Naturally the database is consistent too. So it looks like the
recovery protocol worked as expected after all, at least in the
upcoming PG16 and this specific scenario.

Did I miss anything? If not, perhaps we should just update the comments a bit?

-- 
Best regards,
Aleksander Alekseev



Re: base backup vs. concurrent truncation

From
Robert Haas
Date:
On Fri, Apr 21, 2023 at 5:19 PM Aleksander Alekseev
<aleksander@timescale.com> wrote:
> Naturally the database is consistent too. So it looks like the
> recovery protocol worked as expected after all, at least in the
> upcoming PG16 and this specific scenario.
>
> Did I miss anything? If not, perhaps we should just update the comments a bit?

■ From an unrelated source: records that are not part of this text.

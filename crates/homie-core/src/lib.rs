pub mod accumulator;
pub mod config;
pub mod error;
pub mod lock;
pub mod types;

pub use accumulator::MessageAccumulator;
pub use error::{HomieError, Result};
pub use lock::PerKeyLock;
pub use types::{
    Attachment, ChatId, IncomingMessage, OutgoingAction, ReactionTarget, SendAudio, SendText,
};
use std::collections::HashMap;

use tokio::time::{sleep, Duration};
use tracing::{error, info, warn};

use crate::{channel::Channel, error::ChannelError, types::ChannelStatus};

/// Minimum delay between reconnect attempts (seconds).
const BACKOFF_BASE_SECS: u64 = 5;
/// Maximum delay between reconnect attempts (seconds).
const BACKOFF_MAX_SECS: u64 = 300;
/// Maximum number of reconnect attempts before giving up.
const MAX_ATTEMPTS: u32 = 10;
/// Jitter fraction applied to each delay (±10 %).
const JITTER_FRACTION: f64 = 0.10;

/// Manages the collection of registered channel adapters.
///
/// Channels are stored by their [`Channel::name`] and can be connected,
/// disconnected, or queried as a group. Connection failures are retried with
/// exponential backoff and jitter.
pub struct ChannelManager {
    channels: HashMap<String, Box<dyn Channel>>,
}

impl ChannelManager {
    pub fn new() -> Self {
        Self {
            channels: HashMap::new(),
        }
    }

    /// Register a channel adapter. Replaces any existing adapter with the
    /// same name.
    pub fn register(&mut self, channel: Box<dyn Channel>) {
        let name = channel.name().to_string();
        info!(channel = %name, "registering channel adapter");
        self.channels.insert(name, channel);
    }

    /// Connect all registered channels sequentially, applying backoff with
    /// jitter on failure, up to `MAX_ATTEMPTS` tries each.
    pub async fn connect_all(&mut self) {
        for (name, channel) in self.channels.iter_mut() {
            info!(channel = %name, "connecting channel");
            if let Err(e) = connect_with_backoff(name, channel.as_mut()).await {
                error!(channel = %name, error = %e, "failed to connect channel after retries");
            }
        }
    }

    /// Disconnect all registered channels. Errors are logged but do not
    /// abort disconnection of the remaining channels.
    pub async fn disconnect_all(&mut self) {
        for (name, channel) in self.channels.iter_mut() {
            info!(channel = %name, "disconnecting channel");
            if let Err(e) = channel.disconnect().await {
                warn!(channel = %name, error = %e, "error while disconnecting channel");
            }
        }
    }

    pub fn get(&self, name: &str) -> Option<&dyn Channel> {
        self.channels.get(name).map(|b| b.as_ref())
    }

    /// Current status of every registered channel, sorted by name.
    pub fn statuses(&self) -> Vec<(String, ChannelStatus)> {
        let mut result: Vec<(String, ChannelStatus)> = self
            .channels
            .iter()
            .map(|(name, ch)| (name.clone(), ch.status()))
            .collect();
        result.sort_by(|a, b| a.0.cmp(&b.0));
        result
    }
}

impl Default for ChannelManager {
    fn default() -> Self {
        Self::new()
    }
}

async fn connect_with_backoff(name: &str, channel: &mut dyn Channel) -> Result<(), ChannelError> {
    let mut delay_secs = BACKOFF_BASE_SECS;

    for attempt in 1..=MAX_ATTEMPTS {
        match channel.connect().await {
            Ok(()) => {
                info!(channel = %name, attempt, "channel connected successfully");
                return Ok(());
            }
            Err(e) if attempt == MAX_ATTEMPTS => {
                return Err(e);
            }
            Err(e) => {
                let jitter = jitter_secs(delay_secs);
                let total = delay_secs + jitter;
                warn!(
                    channel = %name,
                    attempt,
                    max = MAX_ATTEMPTS,
                    error = %e,
                    retry_after_secs = total,
                    "channel connect failed, retrying with backoff"
                );
                sleep(Duration::from_secs(total)).await;
                delay_secs = (delay_secs * 2).min(BACKOFF_MAX_SECS);
            }
        }
    }

    unreachable!("backoff loop exited without returning")
}

/// Deterministic-ish jitter derived from the current time, avoiding a `rand`
/// dependency for a concern this small.
fn jitter_secs(base_secs: u64) -> u64 {
    let nanos = std::time::SystemTime::now()
        .duration_since(std::time::UNIX_EPOCH)
        .map(|d| d.subsec_nanos())
        .unwrap_or(0);

    let max_jitter = ((base_secs as f64) * JITTER_FRACTION) as u64;
    if max_jitter == 0 {
        return 0;
    }
    (nanos as u64) % max_jitter
}
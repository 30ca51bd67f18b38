pub mod channel;
pub mod cli;
pub mod error;
pub mod manager;
pub mod signal;
pub mod telegram;
pub mod types;

pub use channel::Channel;
pub use cli::CliChannel;
pub use error::ChannelError;
pub use manager::ChannelManager;
pub use signal::SignalChannel;
pub use telegram::TelegramChannel;
pub use types::ChannelStatus;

I was confused about what was happening here but after trying to
reproduce I think I figured it out. In my test, I saw the .1 file grow
to a full 1GB and then the truncate happened afterward.
Unsurprisingly, that works. I believe that what's happening here is
that the DELETE statement triggers FPIs for all of the blocks it
touches. Therefore, when the DELETE records are replayed, those blocks
get written back to the relation, extending it. That gets it up to the
required 1GB size after which the .2 file is visible to the smgr
again, so the truncate works fine. I think that to reproduce the
scenario, you want the truncate to happen in its own checkpoint cycle.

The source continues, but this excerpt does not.